Harnessing the Power of Unstructured Data
From the CIA to machine learning, the Founder and CEO of Unstructured walks us through his projections for the future of unstructured data modeling
Data isn’t just information across spreadsheets, evaluations, and metrics. Information, attitudes, and findings lurk in emails, drives, and Powerpoints, and Brian Raymond wants companies to better see, read, and learn from these unstructured sources of knowledge.
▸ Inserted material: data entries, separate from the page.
use serde::{Deserialize, Serialize};
use std::path::{Path, PathBuf};
use crate::common::error::{ProctorError, Result};

#[derive(Debug, Serialize, Deserialize, Clone)]
pub struct Config {
    pub camera: CameraConfig,
    pub models: ModelConfig,
    pub detector: DetectorConfig,
    pub recognizer: RecognizerConfig,
    #[serde(default)]
    pub matcher: MatcherConfig,
    #[serde(default)]
    pub monitor: MonitorConfig,
    #[serde(default)]
    pub guards: GuardsConfig,
    #[serde(default)]
    pub storage: StorageConfig,
    #[serde(default)]
    pub performance: PerformanceConfig,
}

#[derive(Debug, Serialize, Deserialize, Clone)]
pub struct CameraConfig {
    /// Device indices tried in order until one opens.
    #[serde(default = "default_device_indices")]
    pub device_indices: Vec<u32>,
    pub width: u32,
    pub height: u32,
    #[serde(default)]
    pub warmup_frames: u32,
    #[serde(default = "default_warmup_delay")]
    pub warmup_delay_ms: u64,
}

fn default_device_indices() -> Vec<u32> { vec![2, 1, 0] }
fn default_warmup_delay() -> u64 { 50 }

impl Default for CameraConfig {
    fn default() -> Self {
        Self {
            device_indices: default_device_indices(),
            width: 640,
            height: 480,
            warmup_frames: 0,
            warmup_delay_ms: default_warmup_delay(),
        }
    }
}

#[derive(Debug, Serialize, Deserialize, Clone)]
pub struct ModelConfig {
    pub detector_path: PathBuf,
    pub recognizer_path: PathBuf,
    /// Emotion classifier; the status payload reports "unknown" when absent.
    #[serde(default)]
    pub affect_path: Option<PathBuf>,
    /// Only loaded in `face_plus_object_detection` mode.
    #[serde(default)]
    pub object_detector_path: Option<PathBuf>,
}

impl ModelConfig {
    /// Relative model paths are taken from `models_base`.
    pub fn resolve(&self, path: &Path, models_base: &Path) -> PathBuf {
        if path.is_relative() {
            models_base.join(path)
        } else {
            path.to_path_buf()
        }
    }
}

#[derive(Debug, Serialize, Deserialize, Clone)]
pub struct DetectorConfig {
    pub input_width: u32,
    pub input_height: u32,
    #[serde(default = "default_detection_confidence")]
    pub confidence_threshold: f32,
    #[serde(default = "default_nms_iou")]
    pub nms_iou_threshold: f32,
}

fn default_detection_confidence() -> f32 { 0.5 }
fn default_nms_iou() -> f32 { 0.45 }

impl Default for DetectorConfig {
    fn default() -> Self {
        Self {
            input_width: 640,
            input_height: 640,
            confidence_threshold: default_detection_confidence(),
            nms_iou_threshold: default_nms_iou(),
        }
    }
}

#[derive(Debug, Serialize, Deserialize, Clone)]
pub struct RecognizerConfig {
    pub input_size: u32,
    pub normalization_value: f32,
    /// 1 for grayscale models, 3 for RGB.
    #[serde(default = "default_channels")]
    pub channels: u32,
    #[serde(default = "default_embedding_size")]
    pub embedding_size: usize,
}

fn default_channels() -> u32 { 3 }
fn default_embedding_size() -> usize { 128 }

impl Default for RecognizerConfig {
    fn default() -> Self {
        Self {
            input_size: 112,
            normalization_value: 127.5,
            channels: default_channels(),
            embedding_size: default_embedding_size(),
        }
    }
}

#[derive(Debug, Serialize, Deserialize, Clone, Copy, PartialEq, Eq)]
#[serde(rename_all = "snake_case")]
pub enum DistanceMetric {
    Euclidean,
    Cosine,
}

#[derive(Debug, Serialize, Deserialize, Clone)]
pub struct MatcherConfig {
    /// A face is confirmed when its distance to the reference is strictly below this.
    #[serde(default = "default_distance_threshold")]
    pub distance_threshold: f32,
    #[serde(default = "default_metric")]
    pub metric: DistanceMetric,
}

fn default_distance_threshold() -> f32 { 0.6 }
fn default_metric() -> DistanceMetric { DistanceMetric::Euclidean }

impl Default for MatcherConfig {
    fn default() -> Self {
        Self {
            distance_threshold: default_distance_threshold(),
            metric: default_metric(),
        }
    }
}

#[derive(Debug, Serialize, Deserialize, Clone, Copy, PartialEq, Eq)]
#[serde(rename_all = "snake_case")]
pub enum MonitorMode {
    FaceOnly,
    FacePlusObjectDetection,
}

#[derive(Debug, Serialize, Deserialize, Clone)]
pub struct MonitorConfig {
    #[serde(default = "default_mode")]
    pub mode: MonitorMode,
    #[serde(default = "default_frame_interval")]
    pub frame_interval_ms: u64,
    /// Consecutive failed reads before `error_camera_lost` is published.
    #[serde(default = "default_max_read_failures")]
    pub max_consecutive_read_failures: u32,
    #[serde(default)]
    pub lock_input_on_detection: bool,
    #[serde(default = "default_object_confidence")]
    pub object_confidence: f32,
    #[serde(default = "default_forbidden_objects")]
    pub forbidden_objects: Vec<String>,
}

fn default_mode() -> MonitorMode { MonitorMode::FaceOnly }
fn default_frame_interval() -> u64 { 500 }
fn default_max_read_failures() -> u32 { 10 }
fn default_object_confidence() -> f32 { 0.5 }

fn default_forbidden_objects() -> Vec<String> {
    ["cell phone", "laptop", "tv", "remote", "book"]
        .iter()
        .map(|s| s.to_string())
        .collect()
}

impl Default for MonitorConfig {
    fn default() -> Self {
        Self {
            mode: default_mode(),
            frame_interval_ms: default_frame_interval(),
            max_consecutive_read_failures: default_max_read_failures(),
            lock_input_on_detection: false,
            object_confidence: default_object_confidence(),
            forbidden_objects: default_forbidden_objects(),
        }
    }
}

#[derive(Debug, Serialize, Deserialize, Clone)]
pub struct GuardsConfig {
    #[serde(default = "default_remote_access_guard")]
    pub remote_access: GuardConfig,
    #[serde(default = "default_capture_guard")]
    pub capture: GuardConfig,
}

#[derive(Debug, Serialize, Deserialize, Clone)]
pub struct GuardConfig {
    #[serde(default)]
    pub enabled: bool,
    #[serde(default = "default_guard_interval")]
    pub interval_ms: u64,
    pub keywords: Vec<String>,
    /// How long the overlay stays up after a detection. Zero disables it.
    #[serde(default)]
    pub overlay_duration_ms: u64,
}

fn default_guard_interval() -> u64 { 2000 }

fn default_remote_access_guard() -> GuardConfig {
    GuardConfig {
        enabled: false,
        interval_ms: default_guard_interval(),
        keywords: [
            "anydesk", "teamviewer", "rustdesk", "remmina", "x11vnc", "vncserver",
            "tigervnc", "vino-server", "krfb", "xrdp", "nxserver", "chrome-remote-desktop",
            "splashtop", "logmein", "supremo", "meshagent",
        ]
        .iter()
        .map(|s| s.to_string())
        .collect(),
        overlay_duration_ms: 0,
    }
}

fn default_capture_guard() -> GuardConfig {
    GuardConfig {
        enabled: false,
        interval_ms: 1000,
        keywords: [
            "obs", "simplescreenrecorder", "kazam", "peek", "vokoscreen", "recordmydesktop",
            "kooha", "flameshot", "shutter", "ksnip", "spectacle", "gnome-screenshot", "x11grab",
        ]
        .iter()
        .map(|s| s.to_string())
        .collect(),
        overlay_duration_ms: 5000,
    }
}

impl Default for GuardsConfig {
    fn default() -> Self {
        Self {
            remote_access: default_remote_access_guard(),
            capture: default_capture_guard(),
        }
    }
}

#[derive(Debug, Serialize, Deserialize, Clone, Default)]
pub struct StorageConfig {
    /// Overrides the dev/system signature directory when set.
    #[serde(default)]
    pub signatures_dir: Option<PathBuf>,
    #[serde(default)]
    pub uploads_dir: Option<PathBuf>,
}

#[derive(Debug, Serialize, Deserialize, Clone)]
pub struct PerformanceConfig {
    #[serde(default = "default_optimization_level")]
    pub optimization_level: u32,
}

fn default_optimization_level() -> u32 { 3 }

impl Default for PerformanceConfig {
    fn default() -> Self {
        Self { optimization_level: default_optimization_level() }
    }
}

impl Config {
    pub fn load_from_path(path: &Path) -> Result<Self> {
        if !path.exists() {
            return Err(ProctorError::Config(format!(
                "Config file not found: {}. Please create it from the example.", path.display()
            )));
        }

        tracing::info!("Loading config from: {}", path.display());
        let contents = std::fs::read_to_string(path)?;
        Self::from_toml(&contents)
    }

    pub fn from_toml(contents: &str) -> Result<Self> {
        let config: Config = toml::from_str(contents)
            .map_err(|e| ProctorError::Config(format!("Config parse error: {}", e)))?;

        config.validate()?;
        Ok(config)
    }

    pub fn validate(&self) -> Result<()> {
        if self.camera.device_indices.is_empty() {
            return Err(ProctorError::Config("camera.device_indices must not be empty".into()));
        }
        if self.camera.width == 0 || self.camera.width > 4096 {
            return Err(ProctorError::Config(format!(
                "Camera width must be between 1 and 4096, got {}", self.camera.width
            )));
        }
        if self.camera.height == 0 || self.camera.height > 4096 {
            return Err(ProctorError::Config(format!(
                "Camera height must be between 1 and 4096, got {}", self.camera.height
            )));
        }

        if !(0.0..=1.0).contains(&self.detector.confidence_threshold) {
            return Err(ProctorError::Config(format!(
                "Detection confidence must be between 0.0 and 1.0, got {}",
                self.detector.confidence_threshold
            )));
        }
        if self.detector.input_width == 0 || self.detector.input_width > 4096 {
            return Err(ProctorError::Config(format!(
                "Detector input width must be between 1 and 4096, got {}",
                self.detector.input_width
            )));
        }
        if self.detector.input_height == 0 || self.detector.input_height > 4096 {
            return Err(ProctorError::Config(format!(
                "Detector input height must be between 1 and 4096, got {}",
                self.detector.input_height
            )));
        }

        if self.recognizer.input_size == 0 || self.recognizer.input_size > 1024 {
            return Err(ProctorError::Config(format!(
                "Recognizer input size must be between 1 and 1024, got {}",
                self.recognizer.input_size
            )));
        }
        if self.recognizer.channels != 1 && self.recognizer.channels != 3 {
            return Err(ProctorError::Config(format!(
                "Recognizer channels must be 1 or 3, got {}", self.recognizer.channels
            )));
        }

        if self.matcher.distance_threshold <= 0.0 || self.matcher.distance_threshold > 2.0 {
            return Err(ProctorError::Config(format!(
                "Distance threshold must be in (0.0, 2.0], got {}",
                self.matcher.distance_threshold
            )));
        }

        if self.monitor.frame_interval_ms < 50 || self.monitor.frame_interval_ms > 10_000 {
            return Err(ProctorError::Config(format!(
                "Frame interval must be between 50 and 10000 ms, got {}",
                self.monitor.frame_interval_ms
            )));
        }
        if self.monitor.max_consecutive_read_failures == 0 {
            return Err(ProctorError::Config(
                "monitor.max_consecutive_read_failures must be at least 1".into()
            ));
        }
        if self.monitor.mode == MonitorMode::FacePlusObjectDetection
            && self.models.object_detector_path.is_none()
        {
            return Err(ProctorError::Config(
                "face_plus_object_detection mode requires models.object_detector_path".into()
            ));
        }

        for (name, guard) in [("remote_access", &self.guards.remote_access), ("capture", &self.guards.capture)] {
            if guard.enabled && guard.interval_ms < 100 {
                return Err(ProctorError::Config(format!(
                    "guards.{}.interval_ms must be at least 100, got {}", name, guard.interval_ms
                )));
            }
        }

        Ok(())
    }
}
With Unstructured, he’s compressing the amount of time to go from raw data to machine learning-ready by about 99%.
I sat down with Brian to dig deeper into his past across policy work, the Middle East, San Francisco, and more to understand his perspective on the power of mining, curating, and learning from companies’ unstructured data.
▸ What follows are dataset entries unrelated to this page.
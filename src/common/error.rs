use thiserror::Error;

#[derive(Error, Debug)]
pub enum ProctorError {
    #[error("Camera error: {0}")]
    Camera(String),

    #[error("Model error: {0}")]
    Model(String),

    #[error("Storage error: {0}")]
    Storage(String),

    #[error("No signatures recorded for exam {0}")]
    SignaturesNotFound(crate::common::ExamId),

    #[error("Config error: {0}")]
    Config(String),

    #[error("Guard error: {0}")]
    Guard(String),

    #[error("Service error: {0}")]
    Service(String),

    #[error("IO error: {0}")]
    Io(#[from] std::io::Error),

    #[error("Image error: {0}")]
    Image(#[from] image::ImageError),

    #[error("ORT error: {0}")]
    Ort(#[from] ort::OrtError),

    #[error("Other error: {0}")]
    Other(#[from] anyhow::Error),
}

pub type Result<T> = std::result::Result<T, ProctorError>;
//! Google OAuth2 integration
//!
//! Builds the provider authorization URL and exchanges returned codes for
//! an access token, then fetches the user's profile. Provider errors never
//! reach the end user; the routes collapse any failure here into a
//! `reason=error` redirect.

use anyhow::Result;
use oauth2::basic::BasicClient;
use oauth2::{
    AuthUrl, AuthorizationCode, ClientId, ClientSecret, CsrfToken, RedirectUrl, Scope,
    TokenResponse, TokenUrl,
};
use serde::Deserialize;
use tracing::info;

use crate::config::AppConfig;
use crate::error::{ApiError, ApiResult};

const GOOGLE_AUTH_URL: &str = "https://accounts.google.com/o/oauth2/v2/auth";
const GOOGLE_TOKEN_URL: &str = "https://oauth2.googleapis.com/token";
const GOOGLE_USERINFO_URL: &str = "https://www.googleapis.com/oauth2/v2/userinfo";

/// Profile fields fetched from the provider after the exchange
#[derive(Debug, Clone, Deserialize)]
pub struct OAuthProfile {
    pub email: Option<String>,
}

/// OAuth2 client wrapper for Google
#[derive(Clone)]
pub struct GoogleOAuth {
    client: BasicClient,
    http: reqwest::Client,
}

impl GoogleOAuth {
    /// Create a new Google OAuth client; the redirect URI is fixed to
    /// `{API_URL}/oauth/google/code`
    pub fn new(config: &AppConfig) -> Result<Self> {
        let client = BasicClient::new(
            ClientId::new(config.google_client_id.clone()),
            Some(ClientSecret::new(config.google_client_secret.clone())),
            AuthUrl::new(GOOGLE_AUTH_URL.to_string())?,
            Some(TokenUrl::new(GOOGLE_TOKEN_URL.to_string())?),
        )
        .set_redirect_uri(RedirectUrl::new(format!(
            "{}/oauth/google/code",
            config.api_url
        ))?);

        Ok(Self {
            client,
            http: reqwest::Client::new(),
        })
    }

    /// Authorization URL the login route redirects to
    pub fn authorize_url(&self) -> String {
        let (auth_url, _csrf_token) = self
            .client
            .authorize_url(CsrfToken::new_random)
            .add_scope(Scope::new("openid".to_string()))
            .add_scope(Scope::new("profile".to_string()))
            .add_scope(Scope::new("email".to_string()))
            .url();

        auth_url.to_string()
    }

    /// Exchange an authorization code for an access token
    pub async fn exchange_code(&self, code: String) -> ApiResult<String> {
        info!("Exchanging authorization code for access token");

        let token_response = self
            .client
            .exchange_code(AuthorizationCode::new(code))
            .request_async(oauth2::reqwest::async_http_client)
            .await
            .map_err(|e| ApiError::Auth(format!("code exchange failed: {}", e)))?;

        Ok(token_response.access_token().secret().clone())
    }

    /// Fetch the authenticated user's profile from the provider
    pub async fn fetch_profile(&self, access_token: &str) -> ApiResult<OAuthProfile> {
        let profile = self
            .http
            .get(GOOGLE_USERINFO_URL)
            .bearer_auth(access_token)
            .send()
            .await
            .and_then(|resp| resp.error_for_status())
            .map_err(|e| ApiError::Auth(format!("profile fetch failed: {}", e)))?
            .json::<OAuthProfile>()
            .await
            .map_err(|e| ApiError::Auth(format!("profile decode failed: {}", e)))?;

        Ok(profile)
    }
}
Let’s start with how you got to Unstructured.
About 15 years ago, while I was working on a PhD in Northern California, I was recruited by the CIA. I worked for them in the Middle East in the Directorate of Intelligence—now it’s called the Directorate of Analysis. I ended up moving from intelligence down into a policymaking role on the National Security Council. I then worked for President Obama for a couple of years through some of the turbulence we had in the Middle East with ISIS.
What was the PhD about? And how does one get recruited by the CIA?
Well, it’s a funny story. It was researching comparative politics at UC Davis—in particular, constitutional design and electoral rules. I was trying to understand how to architect the rules of democracy to maximize the likelihood of success.
There are a lot of lessons learned from East Asia as well as Eastern Europe after the fall of the Soviets. They were really the only recent lessons available for places like Afghanistan and Iraq as they rebuilt their governments. But at the time, some of the Iraqi parties were manipulating esoteric rules, which would have had profound implications for the long-term U.S. relationship with the Iraqi government. I was brought in not as a Middle East expert, but as a mechanics of democracy expert. My role grew from there.
How do you move from thinking about the structure of a constitution to processes like extraction, transformation, and loading LLMs for language models?
My PhD was a quantitative-heavy program. In fact, the first year and a half was almost entirely quantitative research methods. It was all econometrics and research design. I took that “toolkit” with me to the agency. I saw really interesting advanced analytics initiatives, including big data, AI, and machine learning in the early days, and found a home working on projects and initiatives that were capitalizing on some of these emerging technologies.
By 2015, I was starting to feel the pull to find a new mission and intellectual stimulation that would advance my career in other areas. I ultimately did an MBA at Dartmouth, then landed at Primer.ai, a small little Series A company focused on natural language processing right as transformer-based models began to emerge. I was the second non-technical hire there, and I ended up spending the next four and a half years there building a fantastic business and learning everything there was to learn about operationalizing NLP for enterprise applications.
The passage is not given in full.